Work task: Copy exactly the lines of the records below, and only those lines, beginning with the line that contains "let once = normalize_key(input);" and ending with the line that contains "least one atom.".

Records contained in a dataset
======

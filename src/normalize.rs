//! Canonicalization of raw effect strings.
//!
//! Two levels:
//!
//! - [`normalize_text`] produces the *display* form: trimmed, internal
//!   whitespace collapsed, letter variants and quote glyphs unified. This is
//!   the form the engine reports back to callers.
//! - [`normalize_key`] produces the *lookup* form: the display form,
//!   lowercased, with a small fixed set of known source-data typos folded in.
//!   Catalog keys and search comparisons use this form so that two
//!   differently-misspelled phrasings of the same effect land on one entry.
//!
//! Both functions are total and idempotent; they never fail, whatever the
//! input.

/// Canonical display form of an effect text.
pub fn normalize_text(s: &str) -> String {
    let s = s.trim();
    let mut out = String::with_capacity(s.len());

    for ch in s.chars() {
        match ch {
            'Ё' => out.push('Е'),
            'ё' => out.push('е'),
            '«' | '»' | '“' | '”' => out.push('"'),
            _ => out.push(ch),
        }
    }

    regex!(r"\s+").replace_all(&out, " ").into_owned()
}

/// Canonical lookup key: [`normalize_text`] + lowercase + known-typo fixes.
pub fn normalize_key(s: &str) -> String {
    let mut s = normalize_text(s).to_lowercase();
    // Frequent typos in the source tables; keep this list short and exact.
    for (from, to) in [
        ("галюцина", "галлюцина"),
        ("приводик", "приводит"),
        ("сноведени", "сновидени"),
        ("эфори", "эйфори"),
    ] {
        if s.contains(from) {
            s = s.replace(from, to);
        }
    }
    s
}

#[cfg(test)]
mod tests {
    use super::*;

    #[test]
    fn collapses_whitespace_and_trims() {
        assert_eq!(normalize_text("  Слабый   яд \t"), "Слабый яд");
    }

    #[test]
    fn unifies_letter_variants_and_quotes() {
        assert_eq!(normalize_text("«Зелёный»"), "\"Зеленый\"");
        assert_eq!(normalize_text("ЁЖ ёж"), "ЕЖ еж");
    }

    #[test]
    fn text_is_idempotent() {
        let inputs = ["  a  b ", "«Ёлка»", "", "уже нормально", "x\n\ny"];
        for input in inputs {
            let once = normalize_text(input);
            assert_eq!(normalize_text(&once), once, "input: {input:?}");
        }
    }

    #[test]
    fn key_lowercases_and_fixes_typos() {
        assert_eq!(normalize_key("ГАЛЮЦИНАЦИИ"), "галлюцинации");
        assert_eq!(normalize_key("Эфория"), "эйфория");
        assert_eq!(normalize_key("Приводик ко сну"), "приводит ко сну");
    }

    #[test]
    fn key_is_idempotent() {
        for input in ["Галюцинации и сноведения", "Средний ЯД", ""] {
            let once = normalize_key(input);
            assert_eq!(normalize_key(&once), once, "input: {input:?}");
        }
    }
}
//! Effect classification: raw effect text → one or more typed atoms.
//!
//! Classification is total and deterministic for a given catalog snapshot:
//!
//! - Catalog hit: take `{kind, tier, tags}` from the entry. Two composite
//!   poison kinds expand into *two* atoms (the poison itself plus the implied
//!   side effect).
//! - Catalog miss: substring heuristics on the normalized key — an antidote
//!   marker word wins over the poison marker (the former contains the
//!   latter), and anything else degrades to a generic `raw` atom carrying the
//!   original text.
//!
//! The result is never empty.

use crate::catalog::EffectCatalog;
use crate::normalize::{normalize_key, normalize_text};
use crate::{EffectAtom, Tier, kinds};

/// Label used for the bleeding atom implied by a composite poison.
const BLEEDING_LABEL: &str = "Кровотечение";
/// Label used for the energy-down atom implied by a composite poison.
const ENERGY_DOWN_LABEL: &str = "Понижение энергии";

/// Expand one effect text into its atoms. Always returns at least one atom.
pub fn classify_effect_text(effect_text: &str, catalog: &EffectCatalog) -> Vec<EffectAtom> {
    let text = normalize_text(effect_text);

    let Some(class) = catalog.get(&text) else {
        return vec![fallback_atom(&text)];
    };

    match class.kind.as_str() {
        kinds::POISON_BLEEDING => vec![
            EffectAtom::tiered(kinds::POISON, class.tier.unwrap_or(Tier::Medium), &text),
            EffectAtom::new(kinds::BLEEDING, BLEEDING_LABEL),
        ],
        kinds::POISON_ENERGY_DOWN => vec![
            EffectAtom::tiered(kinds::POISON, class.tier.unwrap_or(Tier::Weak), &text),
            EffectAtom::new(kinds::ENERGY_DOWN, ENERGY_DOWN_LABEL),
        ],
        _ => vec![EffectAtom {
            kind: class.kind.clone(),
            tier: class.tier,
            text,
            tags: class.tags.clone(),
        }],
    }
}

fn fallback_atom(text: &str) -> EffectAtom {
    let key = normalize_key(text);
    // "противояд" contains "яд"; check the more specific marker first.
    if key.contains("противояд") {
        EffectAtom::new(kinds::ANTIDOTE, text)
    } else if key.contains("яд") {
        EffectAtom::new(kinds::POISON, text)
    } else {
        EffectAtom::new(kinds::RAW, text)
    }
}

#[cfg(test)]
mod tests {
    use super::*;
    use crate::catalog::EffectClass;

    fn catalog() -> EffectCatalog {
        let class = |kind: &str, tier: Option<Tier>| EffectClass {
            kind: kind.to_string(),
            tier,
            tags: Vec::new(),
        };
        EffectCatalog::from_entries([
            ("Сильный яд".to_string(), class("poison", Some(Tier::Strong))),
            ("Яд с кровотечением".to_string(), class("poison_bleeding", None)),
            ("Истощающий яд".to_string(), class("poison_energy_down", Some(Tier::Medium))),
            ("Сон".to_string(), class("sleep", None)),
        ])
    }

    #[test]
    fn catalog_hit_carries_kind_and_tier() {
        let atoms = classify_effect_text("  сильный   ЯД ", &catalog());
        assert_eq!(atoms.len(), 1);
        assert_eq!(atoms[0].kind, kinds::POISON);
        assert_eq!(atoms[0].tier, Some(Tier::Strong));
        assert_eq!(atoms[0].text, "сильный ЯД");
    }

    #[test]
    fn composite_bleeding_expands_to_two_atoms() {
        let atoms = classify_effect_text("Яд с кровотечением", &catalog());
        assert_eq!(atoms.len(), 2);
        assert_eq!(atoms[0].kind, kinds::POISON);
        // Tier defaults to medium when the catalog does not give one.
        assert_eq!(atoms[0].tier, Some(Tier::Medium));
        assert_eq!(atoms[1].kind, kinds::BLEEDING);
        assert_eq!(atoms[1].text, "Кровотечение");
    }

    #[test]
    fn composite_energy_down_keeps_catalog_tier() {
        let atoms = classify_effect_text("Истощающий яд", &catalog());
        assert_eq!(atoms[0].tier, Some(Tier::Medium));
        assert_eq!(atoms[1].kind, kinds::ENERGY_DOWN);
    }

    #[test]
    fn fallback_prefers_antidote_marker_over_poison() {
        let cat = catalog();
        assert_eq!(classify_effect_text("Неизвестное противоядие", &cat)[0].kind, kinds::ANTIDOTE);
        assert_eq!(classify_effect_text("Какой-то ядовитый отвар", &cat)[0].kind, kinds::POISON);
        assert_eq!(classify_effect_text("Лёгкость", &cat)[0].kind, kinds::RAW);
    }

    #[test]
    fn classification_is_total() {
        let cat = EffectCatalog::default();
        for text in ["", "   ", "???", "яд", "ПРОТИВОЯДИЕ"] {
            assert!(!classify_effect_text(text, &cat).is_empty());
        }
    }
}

======

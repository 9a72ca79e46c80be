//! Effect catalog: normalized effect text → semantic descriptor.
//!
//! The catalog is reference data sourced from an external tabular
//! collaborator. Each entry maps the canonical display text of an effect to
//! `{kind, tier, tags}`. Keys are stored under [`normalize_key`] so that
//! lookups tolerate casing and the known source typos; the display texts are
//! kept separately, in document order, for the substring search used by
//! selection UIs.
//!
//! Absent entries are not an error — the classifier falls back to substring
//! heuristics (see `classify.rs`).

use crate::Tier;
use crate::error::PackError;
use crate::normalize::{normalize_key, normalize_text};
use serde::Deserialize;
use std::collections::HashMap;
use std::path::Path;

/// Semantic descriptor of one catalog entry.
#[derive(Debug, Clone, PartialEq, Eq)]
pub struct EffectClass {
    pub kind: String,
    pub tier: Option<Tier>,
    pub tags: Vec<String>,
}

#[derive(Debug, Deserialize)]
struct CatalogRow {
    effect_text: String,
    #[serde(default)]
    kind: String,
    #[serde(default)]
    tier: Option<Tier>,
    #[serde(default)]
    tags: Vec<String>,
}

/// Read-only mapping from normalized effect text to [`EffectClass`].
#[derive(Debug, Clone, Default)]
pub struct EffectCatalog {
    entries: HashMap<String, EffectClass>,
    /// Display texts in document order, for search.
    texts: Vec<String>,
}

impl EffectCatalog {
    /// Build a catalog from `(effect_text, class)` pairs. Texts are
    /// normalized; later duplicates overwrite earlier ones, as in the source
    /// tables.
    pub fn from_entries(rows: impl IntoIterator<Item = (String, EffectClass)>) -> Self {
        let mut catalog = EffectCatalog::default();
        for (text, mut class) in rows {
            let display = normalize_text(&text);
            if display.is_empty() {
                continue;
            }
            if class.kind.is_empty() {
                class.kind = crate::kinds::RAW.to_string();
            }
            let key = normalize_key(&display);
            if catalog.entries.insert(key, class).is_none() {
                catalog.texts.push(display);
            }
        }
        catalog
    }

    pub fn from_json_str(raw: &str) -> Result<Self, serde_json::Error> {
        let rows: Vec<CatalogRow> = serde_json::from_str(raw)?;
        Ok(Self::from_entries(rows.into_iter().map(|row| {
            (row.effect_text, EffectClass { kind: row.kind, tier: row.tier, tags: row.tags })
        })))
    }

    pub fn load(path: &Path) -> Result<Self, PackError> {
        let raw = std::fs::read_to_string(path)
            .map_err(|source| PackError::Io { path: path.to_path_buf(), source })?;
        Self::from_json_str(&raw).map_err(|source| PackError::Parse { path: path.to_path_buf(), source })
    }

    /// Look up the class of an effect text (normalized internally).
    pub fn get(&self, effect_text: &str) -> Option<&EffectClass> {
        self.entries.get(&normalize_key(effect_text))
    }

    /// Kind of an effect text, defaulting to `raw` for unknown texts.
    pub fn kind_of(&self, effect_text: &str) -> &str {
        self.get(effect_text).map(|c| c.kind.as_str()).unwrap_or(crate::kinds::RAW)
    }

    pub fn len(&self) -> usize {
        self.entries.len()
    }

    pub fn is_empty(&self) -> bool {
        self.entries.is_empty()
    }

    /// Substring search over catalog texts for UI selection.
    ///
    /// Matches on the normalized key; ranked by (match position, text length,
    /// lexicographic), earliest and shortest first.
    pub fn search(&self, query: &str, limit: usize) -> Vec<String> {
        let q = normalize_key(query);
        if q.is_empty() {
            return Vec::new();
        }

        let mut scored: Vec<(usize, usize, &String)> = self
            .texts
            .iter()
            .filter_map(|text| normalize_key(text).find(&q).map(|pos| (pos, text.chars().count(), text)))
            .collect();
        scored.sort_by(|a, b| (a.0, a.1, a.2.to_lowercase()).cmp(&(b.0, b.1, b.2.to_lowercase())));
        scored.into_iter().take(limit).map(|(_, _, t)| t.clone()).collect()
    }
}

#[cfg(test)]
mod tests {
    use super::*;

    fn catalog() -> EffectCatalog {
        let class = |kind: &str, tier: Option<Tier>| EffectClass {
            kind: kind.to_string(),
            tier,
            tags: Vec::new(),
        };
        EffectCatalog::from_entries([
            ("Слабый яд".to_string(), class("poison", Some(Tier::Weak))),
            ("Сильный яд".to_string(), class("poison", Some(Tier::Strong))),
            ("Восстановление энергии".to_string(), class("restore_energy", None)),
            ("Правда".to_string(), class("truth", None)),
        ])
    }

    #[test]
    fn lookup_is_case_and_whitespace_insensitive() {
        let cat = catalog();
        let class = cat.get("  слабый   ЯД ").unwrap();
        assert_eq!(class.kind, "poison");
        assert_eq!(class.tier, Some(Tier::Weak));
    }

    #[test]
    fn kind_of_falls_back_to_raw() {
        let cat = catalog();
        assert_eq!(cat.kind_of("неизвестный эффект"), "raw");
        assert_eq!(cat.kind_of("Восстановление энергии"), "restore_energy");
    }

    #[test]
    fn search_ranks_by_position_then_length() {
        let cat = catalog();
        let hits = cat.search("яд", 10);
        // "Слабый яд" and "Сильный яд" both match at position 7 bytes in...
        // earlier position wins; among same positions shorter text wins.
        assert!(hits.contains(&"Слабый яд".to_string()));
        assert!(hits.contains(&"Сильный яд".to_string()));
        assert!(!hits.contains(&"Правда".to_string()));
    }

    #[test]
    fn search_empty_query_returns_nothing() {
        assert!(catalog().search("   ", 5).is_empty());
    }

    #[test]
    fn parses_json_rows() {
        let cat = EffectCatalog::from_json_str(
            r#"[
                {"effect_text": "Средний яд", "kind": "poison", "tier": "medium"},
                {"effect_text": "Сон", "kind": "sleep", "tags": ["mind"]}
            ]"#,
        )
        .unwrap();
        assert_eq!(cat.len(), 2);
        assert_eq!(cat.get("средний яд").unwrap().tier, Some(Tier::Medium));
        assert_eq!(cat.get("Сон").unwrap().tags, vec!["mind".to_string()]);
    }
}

======

Response to this task:
            let once = normalize_key(input);
            assert_eq!(normalize_key(&once), once, "input: {input:?}");
        }
    }
}
//! Effect classification: raw effect text → one or more typed atoms.
//!
//! Classification is total and deterministic for a given catalog snapshot:
//!
//! - Catalog hit: take `{kind, tier, tags}` from the entry. Two composite
//!   poison kinds expand into *two* atoms (the poison itself plus the implied
//!   side effect).
//! - Catalog miss: substring heuristics on the normalized key — an antidote
//!   marker word wins over the poison marker (the former contains the
//!   latter), and anything else degrades to a generic `raw` atom carrying the
//!   original text.
//!
//! The result is never empty.

use crate::catalog::EffectCatalog;
use crate::normalize::{normalize_key, normalize_text};
use crate::{EffectAtom, Tier, kinds};

/// Label used for the bleeding atom implied by a composite poison.
const BLEEDING_LABEL: &str = "Кровотечение";
/// Label used for the energy-down atom implied by a composite poison.
const ENERGY_DOWN_LABEL: &str = "Понижение энергии";

/// Expand one effect text into its atoms. Always returns at least one atom.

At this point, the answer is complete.